Research & Papers

New PHS-DP framework simplifies trajectory tracking without PDEs

A dissipation potential replaces damping matrices, eliminating complex PDEs for control.

Deep Dive

A team led by Jinjun Jia introduced Port-Hamiltonian Systems with Dissipation Potential (PHS-DP), a new framework that addresses a long-standing limitation in port-Hamiltonian control. Traditional methods rely on damping matrices to modify momentum-dependent dynamics, forcing engineers to solve a difficult matching partial differential equation (PDE) for trajectory tracking. PHS-DP replaces the damping matrix with scalar convex dissipation potentials, creating separate scalar objects for momentum and auxiliary state channels. This restores variational symmetry between stored and dissipated energy, enabling a new control strategy called Dual Potential Shaping Control (DPSC). DPSC achieves trajectory tracking by sequentially shaping potential energy and dissipation potentials without altering the interconnection structure. The closed-loop cascade contracts via a hierarchical argument, and the matching condition is automatically satisfied for any admissible choice of shaped potentials—no PDE solving required.

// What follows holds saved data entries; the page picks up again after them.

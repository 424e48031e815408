//! Crop growth, watering and withering.

use serde::{Deserialize, Serialize};

use crate::math::Millis;

/// Reference time a planted crop may go unwatered before it withers.
pub const DEFAULT_WITHER_AFTER_MS: Millis = 300_000;

/// Per-crop timing parameters.
#[derive(Debug, Clone, Copy, PartialEq, Eq, Serialize, Deserialize)]
pub struct CropParams {
    /// Final growth stage; reaching it makes the crop harvestable.
    pub max_stage: u8,
    /// Time from a watering until the next stage advance.
    pub growth_time_ms: Millis,
    /// Time since the last watering after which the crop withers.
    pub wither_after_ms: Millis,
}

/// Observable crop phase, derived from the flags.
#[derive(Debug, Clone, Copy, PartialEq, Eq, Serialize, Deserialize)]
pub enum CropPhase {
    /// Empty plot.
    Unplanted,
    /// Watered and growing toward the next stage.
    Growing(u8),
    /// Planted but dry; growth is paused.
    NeedsWater(u8),
    /// At `max_stage` and ready to harvest.
    Harvestable,
    /// Dead from neglect until removed.
    Withered,
}

/// Crop lifecycle state.
#[derive(Debug, Clone, PartialEq, Eq)]
pub struct Crop {
    /// What the plot yields on harvest (`type1`, `type2`, ...).
    pub crop_type: String,
    /// Timing parameters.
    pub params: CropParams,
    /// Current stage in `0..=max_stage`.
    pub growth_stage: u8,
    /// First watering of the current planting.
    pub planted_at: Option<Millis>,
    /// Most recent watering.
    pub last_watered_at: Option<Millis>,
    /// Whether the crop has water for its current stage.
    pub watered: bool,
    /// Sticky until `remove`.
    pub withered: bool,
    /// Implies `growth_stage == params.max_stage`.
    pub harvestable: bool,
}

impl Crop {
    /// An empty plot.
    #[must_use]
    pub fn unplanted(crop_type: impl Into<String>, params: CropParams) -> Self {
        Self {
            crop_type: crop_type.into(),
            params,
            growth_stage: 0,
            planted_at: None,
            last_watered_at: None,
            watered: false,
            withered: false,
            harvestable: false,
        }
    }

    /// Derive the current phase.
    #[must_use]
    pub fn phase(&self) -> CropPhase {
        if self.withered {
            CropPhase::Withered
        } else if self.harvestable {
            CropPhase::Harvestable
        } else if self.planted_at.is_none() {
            CropPhase::Unplanted
        } else if self.watered {
            CropPhase::Growing(self.growth_stage)
        } else {
            CropPhase::NeedsWater(self.growth_stage)
        }
    }

    /// Water the plot, planting it if empty.
    ///
    /// Rejected when the crop is withered, harvestable, or already watered,
    /// so watering twice in a row is the same as watering once.
    #[must_use]
    pub fn water(&self, now: Millis) -> Option<Self> {
        if self.withered || self.harvestable || self.watered {
            return None;
        }
        Some(Self {
            watered: true,
            last_watered_at: Some(now),
            planted_at: self.planted_at.or(Some(now)),
            ..self.clone()
        })
    }

    /// Advance timers: the wither check runs first, then growth.
    #[must_use]
    pub fn tick(&self, now: Millis) -> Self {
        let mut next = self.clone();

        if next.should_wither(now) {
            tracing::debug!(stage = next.growth_stage, "Crop withered");
            next.withered = true;
            next.watered = false;
            next.harvestable = false;
            return next;
        }

        let growth_due = next
            .last_watered_at
            .is_some_and(|t| now.saturating_sub(t) >= next.params.growth_time_ms);
        if next.watered
            && !next.withered
            && !next.harvestable
            && next.growth_stage < next.params.max_stage
            && growth_due
        {
            next.growth_stage += 1;
            if next.growth_stage == next.params.max_stage {
                tracing::debug!(stage = next.growth_stage, "Crop ripened");
                next.harvestable = true;
            } else {
                next.watered = false;
            }
        }

        next
    }

    /// Harvest a ripe crop, returning the plot to its unplanted baseline.
    #[must_use]
    pub fn harvest(&self) -> Option<Self> {
        self.harvestable
            .then(|| Self::unplanted(self.crop_type.clone(), self.params))
    }

    /// Clear a planted plot (withered or not) back to its unplanted baseline.
    #[must_use]
    pub fn remove(&self) -> Option<Self> {
        (self.planted_at.is_some() || self.withered)
            .then(|| Self::unplanted(self.crop_type.clone(), self.params))
    }

    fn should_wither(&self, now: Millis) -> bool {
        if self.withered || self.planted_at.is_none() {
            return false;
        }
        self.last_watered_at
            .or(self.planted_at)
            .is_some_and(|t| now.saturating_sub(t) > self.params.wither_after_ms)
    }
}
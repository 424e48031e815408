//! Animals that yield a product on a cooldown (cows, chickens).

use serde::{Deserialize, Serialize};

use crate::math::Millis;

/// Observable producer phase.
#[derive(Debug, Clone, Copy, PartialEq, Eq, Serialize, Deserialize)]
pub enum ProducerPhase {
    /// Product can be collected.
    Ready,
    /// Waiting out the production interval.
    Cooling {
        /// Time until ready again.
        remaining_ms: Millis,
    },
}

/// Production cooldown state.
#[derive(Debug, Clone, PartialEq, Eq)]
pub struct Producer {
    /// What is handed over on `produce` ("milk", "egg").
    pub product: String,
    /// Cooldown between products.
    pub production_interval_ms: Millis,
    /// Last successful production.
    pub last_produced_at: Option<Millis>,
    /// Cached readiness, refreshed every lifecycle tick.
    pub ready_to_produce: bool,
}

impl Producer {
    /// Create a producer; `last_produced_at` may come from the catalog.
    #[must_use]
    pub fn new(
        product: impl Into<String>,
        production_interval_ms: Millis,
        last_produced_at: Option<Millis>,
    ) -> Self {
        Self {
            product: product.into(),
            production_interval_ms,
            last_produced_at,
            // Refined by the first lifecycle tick once the clock is known.
            ready_to_produce: last_produced_at.is_none(),
        }
    }

    /// Readiness computed from timestamps.
    #[must_use]
    pub fn is_ready(&self, now: Millis) -> bool {
        self.last_produced_at
            .map_or(true, |t| now.saturating_sub(t) >= self.production_interval_ms)
    }

    /// Current phase.
    #[must_use]
    pub fn phase(&self, now: Millis) -> ProducerPhase {
        match self.last_produced_at {
            Some(t) if !self.is_ready(now) => ProducerPhase::Cooling {
                remaining_ms: self.production_interval_ms - now.saturating_sub(t),
            },
            _ => ProducerPhase::Ready,
        }
    }

    /// Hand over the product. Re-validates readiness from timestamps, so a
    /// stale `ready_to_produce` flag can never double-produce.
    #[must_use]
    pub fn produce(&self, now: Millis) -> Option<Self> {
        if !self.is_ready(now) {
            return None;
        }
        tracing::debug!(product = %self.product, "Producer yielded product");
        Some(Self {
            last_produced_at: Some(now),
            ready_to_produce: false,
            ..self.clone()
        })
    }

    /// Refresh the cached readiness flag.
    #[must_use]
    pub fn tick(&self, now: Millis) -> Self {
        Self {
            ready_to_produce: self.is_ready(now),
            ..self.clone()
        }
    }
}

#[cfg(test)]
mod tests {
    use super::*;

    #[test]
    fn test_readiness_boundary() {
        let now = 100_000;
        let ready = Producer::new("milk", 5_000, Some(now - 5_000)).tick(now);
        assert!(ready.ready_to_produce);
        assert!(ready.is_ready(now));

        let cooling = Producer::new("milk", 5_000, Some(now - 4_999)).tick(now);
        assert!(!cooling.ready_to_produce);
        assert_eq!(cooling.phase(now), ProducerPhase::Cooling { remaining_ms: 1 });
    }

    #[test]
    fn test_never_produced_is_ready() {
        let producer = Producer::new("egg", 5_000, None);
        assert!(producer.ready_to_produce);
        assert_eq!(producer.phase(0), ProducerPhase::Ready);
    }

    #[test]
    fn test_produce_starts_cooldown() {
        let producer = Producer::new("egg", 5_000, None);
        let produced = producer.produce(1_000).unwrap();
        assert!(!produced.ready_to_produce);
        assert!(produced.produce(5_999).is_none());
        assert!(produced.produce(6_000).is_some());
    }

    #[test]
    fn test_stale_flag_is_revalidated() {
        let mut producer = Producer::new("egg", 5_000, Some(1_000));
        producer.ready_to_produce = true;
        assert!(producer.produce(2_000).is_none());
    }
}
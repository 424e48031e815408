//! JSON protocol for headless farm sessions.
//!
//! The headless runner communicates via JSON lines (one JSON object per line):
//!
//! **Input (stdin):** Commands from the controller
//! **Output (stdout):** Responses and state
//!
//! # Example Session
//!
//! ```text
//! <- {"type":"ready","version":"1.0","now":0,"entities":6}
//! -> {"cmd":"interact","target":"crop_1","action":"water"}
//! <- {"type":"interaction","now":0,"outcome":{"outcome":"applied",...}}
//! -> {"cmd":"wait","ms":10000}
//! <- {"type":"events","now":10000,"events":{"state_changes":[...],...}}
//! -> {"cmd":"move","direction":"up_left"}
//! <- {"type":"player_moved","result":"moved","player":{...}}
//! -> {"cmd":"query"}
//! <- {"type":"state","now":10000,"player":{...},"entities":[...],"hash":...}
//! ```

use std::fmt;
use std::path::PathBuf;

use farm_core::entity::EntityId;
use farm_core::lifecycle::Action;
use farm_core::math::Millis;
use farm_core::movement::MoveDirection;
use farm_core::simulation::{
    EntitySnapshot, InteractOutcome, PlayerMove, PlayerSnapshot, TickEvents,
};
use serde::{Deserialize, Serialize};

// ============================================================================
// Input Commands (Controller -> Runner)
// ============================================================================

/// An entity reference: numeric id or catalog label.
#[derive(Debug, Clone, PartialEq, Eq, Serialize, Deserialize)]
#[serde(untagged)]
pub enum EntityRef {
    /// Simulation entity id.
    Id(EntityId),
    /// Catalog label.
    Label(String),
}

impl fmt::Display for EntityRef {
    fn fmt(&self, f: &mut fmt::Formatter<'_>) -> fmt::Result {
        match self {
            Self::Id(id) => write!(f, "#{id}"),
            Self::Label(label) => f.write_str(label),
        }
    }
}

/// Commands that can be sent to the headless runner.
#[derive(Debug, Clone, PartialEq, Eq, Serialize, Deserialize)]
#[serde(tag = "cmd", rename_all = "snake_case")]
pub enum Command {
    /// Advance simulation time to an absolute timestamp.
    Advance {
        /// Target time.
        to_ms: Millis,
    },

    /// Advance simulation time by a duration.
    Wait {
        /// Duration.
        ms: Millis,
    },

    /// Move the player one step.
    Move {
        /// Eight-way direction.
        direction: MoveDirection,
    },

    /// Release the move keys.
    Stop,

    /// Act on an entity.
    Interact {
        /// Target.
        target: EntityRef,
        /// Action; defaults to the entity's primary action.
        #[serde(default = "default_action")]
        action: Action,
    },

    /// Remove an entity.
    Despawn {
        /// Target.
        target: EntityRef,
    },

    /// Hot-replace the obstacle set from an area file.
    LoadObstacles {
        /// Obstacle JSON file.
        path: PathBuf,
    },

    /// Query current state without advancing time.
    Query,

    /// Request the state hash.
    Hash,

    /// End the session.
    Quit,
}

pub(crate) fn default_action() -> Action {
    Action::Use
}

// ============================================================================
// Output Responses (Runner -> Controller)
// ============================================================================

/// Responses sent from the headless runner.
#[derive(Debug, Clone, PartialEq, Eq, Serialize)]
#[serde(tag = "type", rename_all = "snake_case")]
pub enum Response {
    /// Runner is ready to accept commands.
    Ready {
        /// Protocol version.
        version: String,
        /// Simulation time.
        now: Millis,
        /// Entities loaded.
        entities: usize,
    },

    /// Acknowledgment of a command.
    Ack {
        /// Command name.
        cmd: String,
    },

    /// Error processing a command.
    Error {
        /// What went wrong.
        message: String,
        /// Command name, when the line parsed.
        cmd: Option<String>,
    },

    /// Events produced by advancing time.
    Events {
        /// Simulation time after the advance.
        now: Millis,
        /// What happened.
        events: TickEvents,
    },

    /// Result of an interaction.
    Interaction {
        /// Simulation time.
        now: Millis,
        /// Applied or rejected.
        outcome: InteractOutcome,
    },

    /// Result of a player move.
    PlayerMoved {
        /// Moved, blocked or at the boundary.
        result: PlayerMove,
        /// Player after the move.
        player: PlayerSnapshot,
    },

    /// Current world state.
    State {
        /// Simulation time.
        now: Millis,
        /// Player view.
        player: PlayerSnapshot,
        /// Every present entity.
        entities: Vec<EntitySnapshot>,
        /// Determinism hash.
        hash: u64,
    },

    /// State hash for determinism verification.
    StateHash {
        /// Simulation time.
        now: Millis,
        /// Hash.
        hash: u64,
    },

    /// Goodbye message before shutdown.
    Bye,
}

// ============================================================================
// Helpers
// ============================================================================

impl Response {
    /// Create a ready response.
    pub fn ready(now: Millis, entities: usize) -> Self {
        Self::Ready {
            version: "1.0".to_string(),
            now,
            entities,
        }
    }

    /// Create an acknowledgment.
    pub fn ack(cmd: &str) -> Self {
        Self::Ack {
            cmd: cmd.to_string(),
        }
    }

    /// Create an error response.
    pub fn error(message: impl Into<String>, cmd: Option<&str>) -> Self {
        Self::Error {
            message: message.into(),
            cmd: cmd.map(String::from),
        }
    }

    /// Serialize to JSON line (with newline).
    pub fn to_json_line(&self) -> String {
        let mut json = serde_json::to_string(self).unwrap_or_else(|e| {
            format!(r#"{{"type":"error","message":"Serialization failed: {e}"}}"#)
        });
        json.push('\n');
        json
    }
}

impl Command {
    /// Parse from a JSON line.
    pub fn from_json(json: &str) -> Result<Self, serde_json::Error> {
        serde_json::from_str(json)
    }

    /// Get command name for acknowledgment.
    pub fn name(&self) -> &'static str {
        match self {
            Self::Advance { .. } => "advance",
            Self::Wait { .. } => "wait",
            Self::Move { .. } => "move",
            Self::Stop => "stop",
            Self::Interact { .. } => "interact",
            Self::Despawn { .. } => "despawn",
            Self::LoadObstacles { .. } => "load_obstacles",
            Self::Query => "query",
            Self::Hash => "hash",
            Self::Quit => "quit",
        }
    }
}
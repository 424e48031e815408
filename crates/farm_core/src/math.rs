//! Fixed-point math utilities for deterministic simulation.
//!
//! World coordinates are pixels (y-down) stored as fixed-point numbers so
//! that collision sampling, interpolation and wander decisions produce
//! identical results on every platform and in every test run.

use fixed::traits::ToFixed;
use fixed::types::I32F32;
use serde::{Deserialize, Serialize};

/// Fixed-point number type for all simulation math.
///
/// Uses 32 bits for integer part and 32 bits for fractional part.
/// Range: approximately -2,147,483,648 to 2,147,483,647
/// Precision: approximately 0.00000000023
pub type Fixed = I32F32;

/// Simulation timestamp or duration in milliseconds.
pub type Millis = u64;

/// Largest coordinate magnitude accepted from data files.
///
/// Two points inside `[-WORLD_LIMIT, WORLD_LIMIT]` on both axes have a
/// squared distance that still fits in [`Fixed`].
pub const WORLD_LIMIT: i32 = 16_000;

/// Fixed-point 2D vector, used for every world position.
#[derive(Debug, Clone, Copy, PartialEq, Eq, Hash, Default, Serialize, Deserialize)]
pub struct Vec2Fixed {
    /// X coordinate.
    #[serde(with = "float_serde")]
    pub x: Fixed,
    /// Y coordinate.
    #[serde(with = "float_serde")]
    pub y: Fixed,
}

/// Serde support for fixed-point numbers written as plain decimal numbers.
///
/// Data files (obstacle areas, entity catalogs, simulation config) are
/// authored by hand or exported by tools, so they carry ordinary numbers.
/// Values outside the fixed-point range are rejected at load time.
pub mod float_serde {
    use super::Fixed;
    use serde::de::Error;
    use serde::{Deserialize, Deserializer, Serialize, Serializer};

    /// Serialize a fixed-point number as an `f64`.
    pub fn serialize<S>(value: &Fixed, serializer: S) -> Result<S::Ok, S::Error>
    where
        S: Serializer,
    {
        value.to_num::<f64>().serialize(serializer)
    }

    /// Deserialize a fixed-point number from any JSON/RON number.
    pub fn deserialize<'de, D>(deserializer: D) -> Result<Fixed, D::Error>
    where
        D: Deserializer<'de>,
    {
        let raw = f64::deserialize(deserializer)?;
        Fixed::checked_from_num(raw)
            .ok_or_else(|| D::Error::custom(format!("number {raw} is out of range")))
    }
}

/// Serde support for `Option<Fixed>` written as an optional plain number.
pub mod option_float_serde {
    use super::Fixed;
    use serde::de::Error;
    use serde::{Deserialize, Deserializer, Serialize, Serializer};

    /// Serialize an optional fixed-point number.
    pub fn serialize<S>(value: &Option<Fixed>, serializer: S) -> Result<S::Ok, S::Error>
    where
        S: Serializer,
    {
        match value {
            Some(v) => v.to_num::<f64>().serialize(serializer),
            None => serializer.serialize_none(),
        }
    }

    /// Deserialize an optional fixed-point number.
    pub fn deserialize<'de, D>(deserializer: D) -> Result<Option<Fixed>, D::Error>
    where
        D: Deserializer<'de>,
    {
        match Option::<f64>::deserialize(deserializer)? {
            Some(raw) => Fixed::checked_from_num(raw)
                .map(Some)
                .ok_or_else(|| D::Error::custom(format!("number {raw} is out of range"))),
            None => Ok(None),
        }
    }
}

impl Vec2Fixed {
    /// Create a new fixed-point vector.
    #[must_use]
    pub const fn new(x: Fixed, y: Fixed) -> Self {
        Self { x, y }
    }

    /// Create a vector from any numeric pair (integers in simulation code,
    /// floats only at data boundaries and in tests).
    #[must_use]
    pub fn from_num<X: ToFixed, Y: ToFixed>(x: X, y: Y) -> Self {
        Self {
            x: Fixed::from_num(x),
            y: Fixed::from_num(y),
        }
    }

    /// Zero vector.
    pub const ZERO: Self = Self {
        x: Fixed::ZERO,
        y: Fixed::ZERO,
    };

    /// Calculate squared distance (avoids sqrt for comparisons).
    ///
    /// Saturates at [`Fixed::MAX`] for points too far apart to represent.
    #[must_use]
    pub fn distance_squared(self, other: Self) -> Fixed {
        let dx = self.x.saturating_sub(other.x);
        let dy = self.y.saturating_sub(other.y);
        dx.saturating_mul(dx).saturating_add(dy.saturating_mul(dy))
    }

    /// Whether both coordinates lie within [`WORLD_LIMIT`].
    #[must_use]
    pub fn within_world_limit(self) -> bool {
        let limit = Fixed::from_num(WORLD_LIMIT);
        (-limit..=limit).contains(&self.x) && (-limit..=limit).contains(&self.y)
    }

    /// Dot product of two vectors.
    #[must_use]
    pub fn dot(self, other: Self) -> Fixed {
        self.x * other.x + self.y * other.y
    }

    /// Multiply both components by a scalar.
    #[must_use]
    pub fn scale(self, factor: Fixed) -> Self {
        Self {
            x: self.x * factor,
            y: self.y * factor,
        }
    }

    /// Linearly interpolate between two vectors.
    #[must_use]
    pub fn lerp(self, other: Self, t: Fixed) -> Self {
        Self {
            x: self.x + (other.x - self.x) * t,
            y: self.y + (other.y - self.y) * t,
        }
    }

    /// Normalize vector using fixed-point math.
    #[must_use]
    pub fn normalize(self) -> Self {
        let len_sq = self.dot(self);

        if len_sq == Fixed::ZERO {
            return Self::ZERO;
        }

        let len = fixed_sqrt(len_sq);
        if len == Fixed::ZERO {
            return Self::ZERO;
        }

        Self::new(self.x / len, self.y / len)
    }

    /// Move toward `target` by at most `step`.
    ///
    /// Returns `target` exactly when it is within one step, so repeated
    /// calls never overshoot and always terminate.
    #[must_use]
    pub fn step_towards(self, target: Self, step: Fixed) -> Self {
        let delta = target - self;
        if delta.dot(delta) <= step * step {
            return target;
        }

        let next = self + delta.normalize().scale(step);
        // Rounding in the normalized direction must not carry us past the target.
        if next.distance_squared(target) >= self.distance_squared(target) {
            return target;
        }
        next
    }
}

/// Computes the square root of a fixed-point number using binary search.
fn fixed_sqrt(value: Fixed) -> Fixed {
    if value <= Fixed::ZERO {
        return Fixed::ZERO;
    }

    let mut low = Fixed::ZERO;
    let mut high = if value > Fixed::ONE { value } else { Fixed::ONE };

    for _ in 0..48 {
        let mid = (low + high) / Fixed::from_num(2);
        let mid_sq = mid.saturating_mul(mid);

        if mid_sq <= value {
            low = mid;
        } else {
            high = mid;
        }
    }

    low
}

impl std::ops::Add for Vec2Fixed {
    type Output = Self;

    fn add(self, rhs: Self) -> Self::Output {
        Self {
            x: self.x + rhs.x,
            y: self.y + rhs.y,
        }
    }
}

impl std::ops::Sub for Vec2Fixed {
    type Output = Self;

    fn sub(self, rhs: Self) -> Self::Output {
        Self {
            x: self.x - rhs.x,
            y: self.y - rhs.y,
        }
    }
}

Unlike existing PDE-free energy shaping methods that sacrifice the port-Hamiltonian closed-loop structure and lose physical interpretability, PHS-DP preserves the interconnection structure and maintains a transparent energy-based interpretation throughout the design. The authors validated their approach on a magnetic levitation system, demonstrating tracking performance comparable to timed IDA-PBC but with substantially reduced design complexity. This work offers a practical path for modeling and controlling complex physical systems (e.g., robotics, power systems) while retaining the clarity of energy-based reasoning. The paper is available on arXiv (2605.12971).

Key Points
  • Replace damping matrices with scalar convex dissipation potentials to avoid solving PDEs.
  • Dual Potential Shaping Control (DPSC) achieves trajectory tracking without modifying interconnection structure.
  • Validated on magnetic levitation system with performance comparable to timed IDA-PBC but much simpler design.

Why It Matters

Simplifies control of physical systems like robots and power grids by eliminating complex PDE solving while keeping energy clarity.